All of the Lifelines biosamples are safely stored under optimal conditions in a state-of-the-art storage facility, the Lifestore. Logistics and storage activities are carried out following standard operating procedures and operated under a strict quality management system, using temperature monitoring, alarm systems, back-up freezers, redundancy of all essential infrastructure, and emergency backup generators. All operations and infrastructures are designed to handle samples with care, to use safe static storage, to know where and what the storage conditions are, to send out a notification when a problem is detected, and to have a solution available.
Whole blood that Lifelines collected from participants during the baseline assessment are being preserved in liquid nitrogen.
Following biosample collection, reception, and processing, the first priority is to move the biosamples from refrigerated storage options into cryostorage for long term preservation. To this end Lifelines currently maintains 50+ cryofreezers (PHCbi Sanyo Ultra-Low Temperature Freezers MDF-U74V or equivalent) at the Lifestore. For samples incompatible with the BiOS storage (such as DAG2, DAG3, and the Sarstedt archive) this is their final destination.
The cryofreezers are an interim storage solution until the blood (plasma, serum, and buffycoats), stock DNA, and urine samples can be stored in the Hamiltion BiOS. The BiOS is an automated storage system specifically designed to store sensitive biological samples at -80 degrees celsius throughout their entire lives inside of the system. The BiOS is able to sort samples, manage the inventory, and process and deliver orders.

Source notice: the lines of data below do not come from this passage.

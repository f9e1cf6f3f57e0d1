//! SQLite label store
//!
//! Many-to-many mapping between audio file paths and free-form labels.
//! Write and query failures are logged and reported as `false` / empty
//! results; only failing to open the database is an error.

use std::path::{Path, PathBuf};
use std::sync::{Mutex, MutexGuard};

use rusqlite::{params, Connection};
use tracing::{debug, error, info};

#[derive(Debug, thiserror::Error)]
pub enum TagError {
    #[error("failed to open tag database {path}: {source}")]
    Open {
        path: PathBuf,
        #[source]
        source: rusqlite::Error,
    },

    #[error("failed to initialize tag database: {0}")]
    Schema(#[from] rusqlite::Error),
}

pub struct TagStore {
    conn: Mutex<Connection>,
}

impl TagStore {
    /// Open (or create) the database at `path`
    pub fn open(path: &Path) -> Result<Self, TagError> {
        let conn = Connection::open(path).map_err(|source| TagError::Open {
            path: path.to_path_buf(),
            source,
        })?;
        let store = Self::with_connection(conn)?;
        info!(path = %path.display(), "tag database opened");
        Ok(store)
    }

    /// In-memory store, used by tests
    #[cfg(test)]
    pub fn open_in_memory() -> Result<Self, TagError> {
        Self::with_connection(Connection::open_in_memory()?)
    }

    fn with_connection(conn: Connection) -> Result<Self, TagError> {
        conn.execute_batch(
            "
            PRAGMA foreign_keys = ON;
            CREATE TABLE IF NOT EXISTS audios (
                id INTEGER PRIMARY KEY AUTOINCREMENT,
                path TEXT NOT NULL UNIQUE
            );
            CREATE TABLE IF NOT EXISTS labels (
                id INTEGER PRIMARY KEY AUTOINCREMENT,
                name TEXT NOT NULL UNIQUE
            );
            CREATE TABLE IF NOT EXISTS audio_labels (
                audio_id INTEGER,
                label_id INTEGER,
                PRIMARY KEY (audio_id, label_id),
                FOREIGN KEY (audio_id) REFERENCES audios(id) ON DELETE CASCADE,
                FOREIGN KEY (label_id) REFERENCES labels(id) ON DELETE CASCADE
            );
            ",
        )?;
        Ok(Self {
            conn: Mutex::new(conn),
        })
    }

    fn conn(&self) -> MutexGuard<'_, Connection> {
        self.conn.lock().unwrap_or_else(|poisoned| poisoned.into_inner())
    }

    /// Attach `label` to `path`, creating either as needed
    pub fn add_label(&self, path: &Path, label: &str) -> bool {
        let label = label.trim();
        if label.is_empty() {
            return false;
        }
        let path_text = path.to_string_lossy().into_owned();
        let result = insert_label(&mut self.conn(), &path_text, label);

        match result {
            Ok(()) => {
                debug!(path = %path.display(), label, "label added");
                true
            }
            Err(e) => {
                error!(path = %path.display(), label, error = %e, "failed to add label");
                false
            }
        }
    }

    /// Attach every comma-separated label in `labels`; returns how many stuck
    pub fn add_labels(&self, path: &Path, labels: &str) -> usize {
        labels
            .split(',')
            .map(str::trim)
            .filter(|l| !l.is_empty())
            .filter(|l| self.add_label(path, l))
            .count()
    }

    /// Files carrying any label that contains `query`
    pub fn find_by_label(&self, query: &str) -> Vec<PathBuf> {
        let pattern = format!("%{}%", query.trim());
        let conn = self.conn();
        let result = conn
            .prepare(
                "SELECT DISTINCT a.path
                 FROM audios a
                 JOIN audio_labels al ON a.id = al.audio_id
                 JOIN labels l ON l.id = al.label_id
                 WHERE l.name LIKE ?1
                 ORDER BY a.path",
            )
            .and_then(|mut stmt| {
                let rows = stmt
                    .query_map(params![pattern], |row| row.get::<_, String>(0))?
                    .collect::<rusqlite::Result<Vec<_>>>();
                rows
            });

        match result {
            Ok(paths) => {
                debug!(query, count = paths.len(), "label search");
                paths.into_iter().map(PathBuf::from).collect()
            }
            Err(e) => {
                error!(query, error = %e, "label search failed");
                Vec::new()
            }
        }
    }

    /// Labels attached to `path`
    pub fn labels_for(&self, path: &Path) -> Vec<String> {
        let path_text = path.to_string_lossy().into_owned();
        let conn = self.conn();
        let result = conn
            .prepare(
                "SELECT l.name
                 FROM labels l
                 JOIN audio_labels al ON l.id = al.label_id
                 JOIN audios a ON a.id = al.audio_id
                 WHERE a.path = ?1
                 ORDER BY l.name",
            )
            .and_then(|mut stmt| {
                let rows = stmt
                    .query_map(params![path_text], |row| row.get::<_, String>(0))?
                    .collect::<rusqlite::Result<Vec<_>>>();
                rows
            });

        result.unwrap_or_else(|e| {
            error!(path = %path.display(), error = %e, "failed to read labels");
            Vec::new()
        })
    }
}

fn insert_label(conn: &mut Connection, path: &str, label: &str) -> rusqlite::Result<()> {
    let tx = conn.transaction()?;
    tx.execute("INSERT OR IGNORE INTO audios (path) VALUES (?1)", params![path])?;
    let audio_id: i64 = tx.query_row("SELECT id FROM audios WHERE path = ?1", params![path], |row| {
        row.get(0)
    })?;
    tx.execute("INSERT OR IGNORE INTO labels (name) VALUES (?1)", params![label])?;
    let label_id: i64 = tx.query_row("SELECT id FROM labels WHERE name = ?1", params![label], |row| {
        row.get(0)
    })?;
    tx.execute(
        "INSERT OR IGNORE INTO audio_labels (audio_id, label_id) VALUES (?1, ?2)",
        params![audio_id, label_id],
    )?;
    tx.commit()
}

#[cfg(test)]
mod tests {
    use super::*;

    #[test]
    fn test_add_and_search() {
        let store = TagStore::open_in_memory().unwrap();
        let kick = Path::new("C:/samples/kick.wav");
        let snare = Path::new("C:/samples/snare.wav");

        assert!(store.add_label(kick, "drums"));
        assert!(store.add_label(kick, "punchy"));
        assert!(store.add_label(snare, "drums"));
        // adding the same pair again is fine
        assert!(store.add_label(kick, "drums"));

        assert_eq!(store.find_by_label("drum"), vec![kick.to_path_buf(), snare.to_path_buf()]);
        assert_eq!(store.find_by_label("punch"), vec![kick.to_path_buf()]);
        assert!(store.find_by_label("vocal").is_empty());
        assert_eq!(store.labels_for(kick), vec!["drums".to_string(), "punchy".to_string()]);
    }

    #[test]
    fn test_search_results_are_distinct() {
        let store = TagStore::open_in_memory().unwrap();
        let pad = Path::new("/tmp/pad.flac");
        store.add_labels(pad, "ambient, ambient pad, dark");
        assert_eq!(store.find_by_label("amb"), vec![pad.to_path_buf()]);
    }

    #[test]
    fn test_add_labels_skips_blanks() {
        let store = TagStore::open_in_memory().unwrap();
        let loop_ = Path::new("/tmp/loop.wav");
        assert_eq!(store.add_labels(loop_, " bass , ,  120bpm,"), 2);
        assert!(!store.add_label(loop_, "   "));
        assert_eq!(store.labels_for(loop_), vec!["120bpm".to_string(), "bass".to_string()]);
        assert!(store.labels_for(Path::new("/tmp/other.wav")).is_empty());
    }

    #[test]
    fn test_persists_across_reopen() {
        let dir = tempfile::tempdir().unwrap();
        let db = dir.path().join("audio_labels.db");
        let clip = Path::new("/music/clip.mp3");
        {
            let store = TagStore::open(&db).unwrap();
            assert!(store.add_label(clip, "intro"));
        }
        let store = TagStore::open(&db).unwrap();
        assert_eq!(store.labels_for(clip), vec!["intro".to_string()]);
    }

    #[test]
    fn test_open_failure_is_an_error() {
        let dir = tempfile::tempdir().unwrap();
        let db = dir.path().join("missing").join("labels.db");
        assert!(matches!(TagStore::open(&db), Err(TagError::Open { .. })));
    }
}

In addition, the BiOS records a full audit trail and temperature log for all of the sample in the system.
Lifelines has multiple pharmaceutical-grade refrigerators (PHCbi Sanyo MPR-721-PE or equivalent) at the Lifestore for biomaterials that remain stable for extended periods of time at 4 degrees celsius, such as DNA samples normalised to 100 ng/μl.

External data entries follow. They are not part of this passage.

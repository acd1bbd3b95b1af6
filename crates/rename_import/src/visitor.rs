use logger_srcfile::SrcFileLogger;
use swc_common::{Span, Spanned};
use swc_ecma_ast::{
    CallExpr, Callee, ExportAll, Expr, ImportDecl, Lit, ModuleDecl, ModuleItem, NamedExport,
    Null, Str,
};
use swc_ecma_visit::{VisitMut, VisitMutWith};

use crate::{
    action::{RewriteAction, SpecifierRewriter, SpecifierSite},
    error::RenameImportError,
};

/// The node an action is applied to.
enum RewriteTarget<'n> {
    /// Source string of an import or re-export declaration.
    Declaration(&'n mut Str),
    /// A whole `require(...)` expression.
    Require(&'n mut Expr),
}

/// Argument shape of a `require` call.
enum RequireArgument {
    Literal(String),
    Unanalyzable,
}

/// AST visitor that rewrites the specifiers of import declarations,
/// re-export declarations and `require` calls in place.
///
/// VisitMut callbacks cannot fail, so the first resolution error is kept
/// and every later node is left alone. See [`Self::into_result`].
pub struct RenameImportVisitor<'a, TLogger: SrcFileLogger> {
    rewriter: SpecifierRewriter<'a>,
    logger: TLogger,
    error: Option<RenameImportError>,
}

impl<'a, TLogger: SrcFileLogger> RenameImportVisitor<'a, TLogger> {
    pub fn new(rewriter: SpecifierRewriter<'a>, logger: TLogger) -> Self {
        Self {
            rewriter,
            logger,
            error: None,
        }
    }

    pub fn into_result(self) -> Result<(), RenameImportError> {
        match self.error {
            Some(err) => Err(err),
            None => Ok(()),
        }
    }

    fn decide(&mut self, specifier: &str, site: SpecifierSite) -> RewriteAction {
        if self.error.is_some() {
            return RewriteAction::Keep;
        }
        match self.rewriter.rewrite(specifier, site) {
            Ok(action) => action,
            Err(err) => {
                self.error = Some(err);
                RewriteAction::Keep
            }
        }
    }

    fn rewrite_declaration(&mut self, src: &mut Str) -> bool {
        let specifier = src.value.to_string();
        let action = self.decide(&specifier, SpecifierSite::Declaration);
        apply(action, RewriteTarget::Declaration(src))
    }

    /// Handles `expr` if it is a `require` call. Returns false if it is not.
    fn rewrite_require(&mut self, expr: &mut Expr) -> bool {
        let (span, argument) = match require_call(expr) {
            Some(call) => call,
            None => return false,
        };
        let action = match argument {
            RequireArgument::Literal(specifier) => self.decide(&specifier, SpecifierSite::Require),
            RequireArgument::Unanalyzable => {
                if self.error.is_some() {
                    return true;
                }
                let snippet = self
                    .logger
                    .src_snippet(&span)
                    .unwrap_or_else(|| "require(<expression>)".to_string());
                self.logger.src_warn(
                    &span,
                    format!(
                        "Critical requirement of \"{snippet}\" cannot be resolved statically and has been replaced with null"
                    ),
                );
                RewriteAction::ReplaceWithNull
            }
        };
        apply(action, RewriteTarget::Require(expr));
        true
    }
}

/// Applies `action` to `target`. Returns false if the enclosing
/// declaration must be dropped.
fn apply(action: RewriteAction, target: RewriteTarget<'_>) -> bool {
    match (action, target) {
        (RewriteAction::Keep, _) => true,
        (RewriteAction::ReplaceWith(rewritten), RewriteTarget::Declaration(src)) => {
            *src = Str {
                span: src.span,
                value: rewritten.into(),
                raw: None,
            };
            true
        }
        (RewriteAction::Remove | RewriteAction::ReplaceWithNull, RewriteTarget::Declaration(_)) => {
            false
        }
        (RewriteAction::ReplaceWith(rewritten), RewriteTarget::Require(expr)) => {
            if let Expr::Call(call) = expr {
                if let Some(arg) = call.args.first_mut() {
                    arg.expr = Box::new(Expr::Lit(Lit::Str(Str {
                        span: arg.expr.span(),
                        value: rewritten.into(),
                        raw: None,
                    })));
                }
            }
            true
        }
        (RewriteAction::Remove | RewriteAction::ReplaceWithNull, RewriteTarget::Require(expr)) => {
            let span = match expr {
                Expr::Call(call) => call.span,
                _ => Span::default(),
            };
            *expr = Expr::Lit(Lit::Null(Null { span }));
            true
        }
    }
}

/// Recognizes `require(arg)` with exactly one non-spread argument.
fn require_call(expr: &Expr) -> Option<(Span, RequireArgument)> {
    let call: &CallExpr = match expr {
        Expr::Call(call) => call,
        _ => return None,
    };
    let is_require = match &call.callee {
        Callee::Expr(callee) => matches!(&**callee, Expr::Ident(ident) if &*ident.sym == "require"),
        _ => false,
    };
    if !is_require || call.args.len() != 1 || call.args[0].spread.is_some() {
        return None;
    }

    let mut arg = &*call.args[0].expr;
    while let Expr::Paren(paren) = arg {
        arg = &*paren.expr;
    }
    let argument = match arg {
        Expr::Lit(Lit::Str(value)) => RequireArgument::Literal(value.value.to_string()),
        _ => RequireArgument::Unanalyzable,
    };
    Some((call.span, argument))
}

impl<TLogger: SrcFileLogger> VisitMut for RenameImportVisitor<'_, TLogger> {
    fn visit_mut_module_items(&mut self, items: &mut Vec<ModuleItem>) {
        let old_items = std::mem::take(items);
        items.reserve(old_items.len());
        for mut item in old_items {
            let keep = match item {
                ModuleItem::ModuleDecl(ModuleDecl::Import(ImportDecl { ref mut src, .. }))
                | ModuleItem::ModuleDecl(ModuleDecl::ExportAll(ExportAll { ref mut src, .. }))
                | ModuleItem::ModuleDecl(ModuleDecl::ExportNamed(NamedExport {
                    src: Some(ref mut src),
                    ..
                })) => self.rewrite_declaration(src),
                _ => {
                    item.visit_mut_with(self);
                    true
                }
            };
            if keep {
                items.push(item);
            }
        }
    }

    fn visit_mut_expr(&mut self, expr: &mut Expr) {
        if !self.rewrite_require(expr) {
            expr.visit_mut_children_with(self);
        }
    }
}
use std::path::PathBuf;

#[derive(thiserror::Error, Debug)]
pub enum ResolveError {
    #[error("Cannot find module '{specifier}' (searched {searched:?})")]
    NotFound {
        specifier: String,
        searched: Vec<PathBuf>,
    },
    #[error("Failed to parse {path}: {source}")]
    PackageJson {
        path: PathBuf,
        #[source]
        source: serde_json::Error,
    },
    #[error("IO error at {path}: {source}")]
    Io {
        path: PathBuf,
        #[source]
        source: std::io::Error,
    },
    #[error(transparent)]
    Path(#[from] abspath::Error),
}

impl ResolveError {
    pub(crate) fn io(path: impl Into<PathBuf>, source: std::io::Error) -> Self {
        ResolveError::Io {
            path: path.into(),
            source,
        }
    }
}
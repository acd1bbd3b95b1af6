/// Extracts the package name from a bare import specifier.
///
/// `react/lib/x` -> `react`, `@scope/pkg/sub` -> `@scope/pkg`.
/// Returns `None` for relative/absolute paths and for a scope with no
/// package segment.
pub fn package_name(import_specifier: &str) -> Option<&str> {
    if import_specifier.is_empty()
        || import_specifier.starts_with('.')
        || import_specifier.starts_with('/')
    {
        return None;
    }
    let idx = import_specifier
        .find('/')
        .unwrap_or(import_specifier.len());
    if import_specifier.starts_with('@') {
        let rest = &import_specifier[idx..];
        if rest.len() <= 1 {
            return None;
        }
        let end = rest[1..]
            .find('/')
            .map(|idx2| idx + 1 + idx2)
            .unwrap_or(import_specifier.len());
        Some(&import_specifier[..end])
    } else {
        Some(&import_specifier[..idx])
    }
}

/// Splits a bare specifier into its package name and the subpath inside
/// the package, normalized to start with `.`.
pub fn split_package_import(import_specifier: &str) -> Option<(&str, String)> {
    let pkg = package_name(import_specifier)?;
    let rest_str = &import_specifier[pkg.len()..];
    if rest_str.is_empty() {
        Some((pkg, ".".to_string()))
    } else {
        Some((pkg, format!(".{}", rest_str)))
    }
}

Hair samples and dried blood spots are stored at room temperature.
XiltriX measures, evaluates and stores physical parameters and variables via a real-time network of analogue and digital sensors. Every sensor connected to the network is measured multiple times per minute. These measurements are then digitalized and stored in the server backend. The software evaluates the measurements against preset alarm limits. When the measured value is out of bounds, an alarm is automatically activated and sent to Lifelines personnel to inform them of the problem.